** Records follows **

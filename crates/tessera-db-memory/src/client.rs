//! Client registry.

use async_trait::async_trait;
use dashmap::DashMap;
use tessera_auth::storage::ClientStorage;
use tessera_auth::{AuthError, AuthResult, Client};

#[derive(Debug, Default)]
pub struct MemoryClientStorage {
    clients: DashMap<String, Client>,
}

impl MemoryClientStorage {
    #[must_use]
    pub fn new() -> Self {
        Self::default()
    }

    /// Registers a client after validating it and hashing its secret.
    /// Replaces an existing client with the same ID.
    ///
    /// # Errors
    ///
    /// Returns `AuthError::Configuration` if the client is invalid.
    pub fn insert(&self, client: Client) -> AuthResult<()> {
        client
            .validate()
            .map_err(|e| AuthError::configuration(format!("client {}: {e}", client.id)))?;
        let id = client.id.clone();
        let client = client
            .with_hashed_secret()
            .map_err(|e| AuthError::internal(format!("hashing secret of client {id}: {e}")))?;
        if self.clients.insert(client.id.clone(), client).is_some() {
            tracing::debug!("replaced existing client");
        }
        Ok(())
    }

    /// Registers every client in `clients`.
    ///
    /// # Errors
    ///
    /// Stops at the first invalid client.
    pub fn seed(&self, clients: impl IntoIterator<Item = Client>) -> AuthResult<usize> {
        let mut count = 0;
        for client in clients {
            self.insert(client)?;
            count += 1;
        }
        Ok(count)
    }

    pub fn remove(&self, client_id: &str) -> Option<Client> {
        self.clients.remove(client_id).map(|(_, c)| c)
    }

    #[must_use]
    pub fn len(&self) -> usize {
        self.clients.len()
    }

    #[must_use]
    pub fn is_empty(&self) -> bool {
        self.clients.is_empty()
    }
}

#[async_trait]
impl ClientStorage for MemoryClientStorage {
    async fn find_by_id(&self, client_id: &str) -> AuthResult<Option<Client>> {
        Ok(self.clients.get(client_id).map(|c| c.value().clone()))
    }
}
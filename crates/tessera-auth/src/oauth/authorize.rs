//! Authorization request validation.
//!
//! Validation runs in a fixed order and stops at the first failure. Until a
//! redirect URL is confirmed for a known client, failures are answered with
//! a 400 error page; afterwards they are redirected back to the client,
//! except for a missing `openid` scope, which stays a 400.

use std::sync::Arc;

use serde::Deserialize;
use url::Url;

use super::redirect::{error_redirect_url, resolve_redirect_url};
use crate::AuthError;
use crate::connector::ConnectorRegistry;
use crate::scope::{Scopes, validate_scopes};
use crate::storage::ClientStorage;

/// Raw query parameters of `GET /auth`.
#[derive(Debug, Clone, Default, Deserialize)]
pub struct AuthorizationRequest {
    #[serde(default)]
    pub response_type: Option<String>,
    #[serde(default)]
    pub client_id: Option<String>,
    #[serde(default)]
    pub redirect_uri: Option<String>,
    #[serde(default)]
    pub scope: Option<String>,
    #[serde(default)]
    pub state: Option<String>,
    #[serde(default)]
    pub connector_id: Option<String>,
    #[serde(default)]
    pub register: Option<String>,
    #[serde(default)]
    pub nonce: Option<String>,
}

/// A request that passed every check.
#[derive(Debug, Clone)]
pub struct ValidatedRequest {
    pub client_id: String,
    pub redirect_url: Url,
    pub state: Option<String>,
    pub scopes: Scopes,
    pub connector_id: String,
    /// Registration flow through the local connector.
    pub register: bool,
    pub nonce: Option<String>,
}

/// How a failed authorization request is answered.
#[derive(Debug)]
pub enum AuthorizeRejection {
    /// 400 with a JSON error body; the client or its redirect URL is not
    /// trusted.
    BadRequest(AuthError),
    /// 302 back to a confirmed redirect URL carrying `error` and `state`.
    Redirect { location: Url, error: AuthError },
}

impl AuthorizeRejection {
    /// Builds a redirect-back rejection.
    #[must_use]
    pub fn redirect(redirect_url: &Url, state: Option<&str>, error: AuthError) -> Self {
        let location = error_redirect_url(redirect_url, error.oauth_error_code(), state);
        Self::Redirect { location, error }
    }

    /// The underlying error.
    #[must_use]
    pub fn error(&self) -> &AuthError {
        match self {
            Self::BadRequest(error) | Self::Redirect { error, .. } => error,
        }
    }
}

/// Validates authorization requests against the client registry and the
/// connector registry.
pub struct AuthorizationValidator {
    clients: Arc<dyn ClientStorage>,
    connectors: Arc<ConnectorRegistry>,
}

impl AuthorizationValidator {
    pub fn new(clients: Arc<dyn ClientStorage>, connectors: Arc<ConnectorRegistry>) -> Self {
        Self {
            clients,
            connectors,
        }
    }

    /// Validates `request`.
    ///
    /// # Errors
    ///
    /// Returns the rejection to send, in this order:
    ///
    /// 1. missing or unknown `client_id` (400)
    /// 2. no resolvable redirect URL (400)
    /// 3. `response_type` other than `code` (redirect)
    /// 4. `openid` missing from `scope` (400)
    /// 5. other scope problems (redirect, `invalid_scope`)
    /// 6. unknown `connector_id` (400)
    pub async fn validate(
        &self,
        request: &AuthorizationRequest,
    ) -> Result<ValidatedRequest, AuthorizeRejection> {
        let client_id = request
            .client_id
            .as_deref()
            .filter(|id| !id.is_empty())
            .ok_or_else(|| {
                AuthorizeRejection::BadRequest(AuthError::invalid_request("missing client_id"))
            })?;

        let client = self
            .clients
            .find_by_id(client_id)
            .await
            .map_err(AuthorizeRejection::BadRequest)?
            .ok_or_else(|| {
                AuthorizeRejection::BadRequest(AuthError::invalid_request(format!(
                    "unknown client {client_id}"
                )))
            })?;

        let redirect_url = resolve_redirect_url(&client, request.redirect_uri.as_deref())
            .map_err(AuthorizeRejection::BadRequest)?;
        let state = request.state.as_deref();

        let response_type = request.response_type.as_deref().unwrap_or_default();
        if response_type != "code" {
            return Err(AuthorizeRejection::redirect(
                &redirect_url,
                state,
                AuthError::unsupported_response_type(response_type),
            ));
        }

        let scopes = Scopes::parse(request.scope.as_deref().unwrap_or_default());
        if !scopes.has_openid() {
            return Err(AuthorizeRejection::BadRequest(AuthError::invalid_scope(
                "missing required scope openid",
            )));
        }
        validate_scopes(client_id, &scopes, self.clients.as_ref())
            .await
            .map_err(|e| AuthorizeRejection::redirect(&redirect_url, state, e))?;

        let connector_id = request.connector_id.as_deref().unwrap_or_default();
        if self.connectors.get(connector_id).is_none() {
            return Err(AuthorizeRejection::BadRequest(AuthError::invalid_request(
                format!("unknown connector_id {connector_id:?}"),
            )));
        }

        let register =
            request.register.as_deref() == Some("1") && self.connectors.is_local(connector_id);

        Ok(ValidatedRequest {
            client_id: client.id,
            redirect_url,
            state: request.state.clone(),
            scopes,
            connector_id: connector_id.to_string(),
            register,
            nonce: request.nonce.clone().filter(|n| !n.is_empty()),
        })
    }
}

** End of Records **

**Exercise objective:** In the answer, each line of the data must appear exactly as written.

**Output for this exercise:**
filename crates/tessera-db-memory/src/client.rs
//! Client registry.

use async_trait::async_trait;
use dashmap::DashMap;
use tessera_auth::storage::ClientStorage;
use tessera_auth::{AuthError, AuthResult, Client};

#[derive(Debug, Default)]
pub struct MemoryClientStorage {
    clients: DashMap<String, Client>,
}

impl MemoryClientStorage {
    #[must_use]
    pub fn new() -> Self {
        Self::default()
    }

    /// Registers a client after validating it and hashing its secret.
    /// Replaces an existing client with the same ID.
    ///
    /// # Errors
    ///
    /// Returns `AuthError::Configuration` if the client is invalid.
    pub fn insert(&self, client: Client) -> AuthResult<()> {
        client
            .validate()
            .map_err(|e| AuthError::configuration(format!("client {}: {e}", client.id)))?;
        let id = client.id.clone();
        let client = client
            .with_hashed_secret()
            .map_err(|e| AuthError::internal(format!("hashing secret of client {id}: {e}")))?;
        if self.clients.insert(client.id.clone(), client).is_some() {
            tracing::debug!("replaced existing client");
        }
        Ok(())
    }

    /// Registers every client in `clients`.
    ///
    /// # Errors
    ///
    /// Stops at the first invalid client.
    pub fn seed(&self, clients: impl IntoIterator<Item = Client>) -> AuthResult<usize> {
        let mut count = 0;
        for client in clients {
            self.insert(client)?;
            count += 1;
        }
        Ok(count)
    }

    pub fn remove(&self, client_id: &str) -> Option<Client> {
        self.clients.remove(client_id).map(|(_, c)| c)
    }

    #[must_use]
    pub fn len(&self) -> usize {
        self.clients.len()
    }

    #[must_use]
    pub fn is_empty(&self) -> bool {
        self.clients.is_empty()
    }
}

#[async_trait]
impl ClientStorage for MemoryClientStorage {
    async fn find_by_id(&self, client_id: &str) -> AuthResult<Option<Client>> {
        Ok(self.clients.get(client_id).map(|c| c.value().clone()))
    }
}
filename crates/tessera-auth/src/oauth/authorize.rs
//! Authorization request validation.
//!
//! Validation runs in a fixed order and stops at the first failure. Until a
//! redirect URL is confirmed for a known client, failures are answered with
//! a 400 error page; afterwards they are redirected back to the client,
//! except for a missing `openid` scope, which stays a 400.

use std::sync::Arc;

use serde::Deserialize;
use url::Url;

use super::redirect::{error_redirect_url, resolve_redirect_url};
use crate::AuthError;
use crate::connector::ConnectorRegistry;
use crate::scope::{Scopes, validate_scopes};
use crate::storage::ClientStorage;

/// Raw query parameters of `GET /auth`.
#[derive(Debug, Clone, Default, Deserialize)]
pub struct AuthorizationRequest {
    #[serde(default)]
    pub response_type: Option<String>,
    #[serde(default)]
    pub client_id: Option<String>,
    #[serde(default)]
    pub redirect_uri: Option<String>,
    #[serde(default)]
    pub scope: Option<String>,
    #[serde(default)]
    pub state: Option<String>,
    #[serde(default)]
    pub connector_id: Option<String>,
    #[serde(default)]
    pub register: Option<String>,
    #[serde(default)]
    pub nonce: Option<String>,
}

/// A request that passed every check.
#[derive(Debug, Clone)]
pub struct ValidatedRequest {
    pub client_id: String,
    pub redirect_url: Url,
    pub state: Option<String>,
    pub scopes: Scopes,
    pub connector_id: String,
    /// Registration flow through the local connector.
    pub register: bool,
    pub nonce: Option<String>,
}

/// How a failed authorization request is answered.
#[derive(Debug)]
pub enum AuthorizeRejection {
    /// 400 with a JSON error body; the client or its redirect URL is not
    /// trusted.
    BadRequest(AuthError),
    /// 302 back to a confirmed redirect URL carrying `error` and `state`.
    Redirect { location: Url, error: AuthError },
}

impl AuthorizeRejection {
    /// Builds a redirect-back rejection.
    #[must_use]
    pub fn redirect(redirect_url: &Url, state: Option<&str>, error: AuthError) -> Self {
        let location = error_redirect_url(redirect_url, error.oauth_error_code(), state);
        Self::Redirect { location, error }
    }

    /// The underlying error.
    #[must_use]
    pub fn error(&self) -> &AuthError {
        match self {
            Self::BadRequest(error) | Self::Redirect { error, .. } => error,
        }
    }
}

/// Validates authorization requests against the client registry and the
/// connector registry.
pub struct AuthorizationValidator {
    clients: Arc<dyn ClientStorage>,
    connectors: Arc<ConnectorRegistry>,
}

impl AuthorizationValidator {
    pub fn new(clients: Arc<dyn ClientStorage>, connectors: Arc<ConnectorRegistry>) -> Self {
        Self {
            clients,
            connectors,
        }
    }

    /// Validates `request`.
    ///
    /// # Errors
    ///
    /// Returns the rejection to send, in this order:
    ///
    /// 1. missing or unknown `client_id` (400)
    /// 2. no resolvable redirect URL (400)
    /// 3. `response_type` other than `code` (redirect)
    /// 4. `openid` missing from `scope` (400)
    /// 5. other scope problems (redirect, `invalid_scope`)
    /// 6. unknown `connector_id` (400)
    pub async fn validate(
        &self,
        request: &AuthorizationRequest,
    ) -> Result<ValidatedRequest, AuthorizeRejection> {
        let client_id = request
            .client_id
            .as_deref()
            .filter(|id| !id.is_empty())
            .ok_or_else(|| {
                AuthorizeRejection::BadRequest(AuthError::invalid_request("missing client_id"))
            })?;

        let client = self
            .clients
            .find_by_id(client_id)
            .await
            .map_err(AuthorizeRejection::BadRequest)?
            .ok_or_else(|| {
                AuthorizeRejection::BadRequest(AuthError::invalid_request(format!(
                    "unknown client {client_id}"
                )))
            })?;

        let redirect_url = resolve_redirect_url(&client, request.redirect_uri.as_deref())
            .map_err(AuthorizeRejection::BadRequest)?;
        let state = request.state.as_deref();

        let response_type = request.response_type.as_deref().unwrap_or_default();
        if response_type != "code" {
            return Err(AuthorizeRejection::redirect(
                &redirect_url,
                state,
                AuthError::unsupported_response_type(response_type),
            ));
        }

        let scopes = Scopes::parse(request.scope.as_deref().unwrap_or_default());
        if !scopes.has_openid() {
            return Err(AuthorizeRejection::BadRequest(AuthError::invalid_scope(
                "missing required scope openid",
            )));
        }
        validate_scopes(client_id, &scopes, self.clients.as_ref())
            .await
            .map_err(|e| AuthorizeRejection::redirect(&redirect_url, state, e))?;

        let connector_id = request.connector_id.as_deref().unwrap_or_default();
        if self.connectors.get(connector_id).is_none() {
            return Err(AuthorizeRejection::BadRequest(AuthError::invalid_request(
                format!("unknown connector_id {connector_id:?}"),
            )));
        }

        let register =
            request.register.as_deref() == Some("1") && self.connectors.is_local(connector_id);

        Ok(ValidatedRequest {
            client_id: client.id,
            redirect_url,
            state: request.state.clone(),
            scopes,
            connector_id: connector_id.to_string(),
            register,
            nonce: request.nonce.clone().filter(|n| !n.is_empty()),
        })
    }
}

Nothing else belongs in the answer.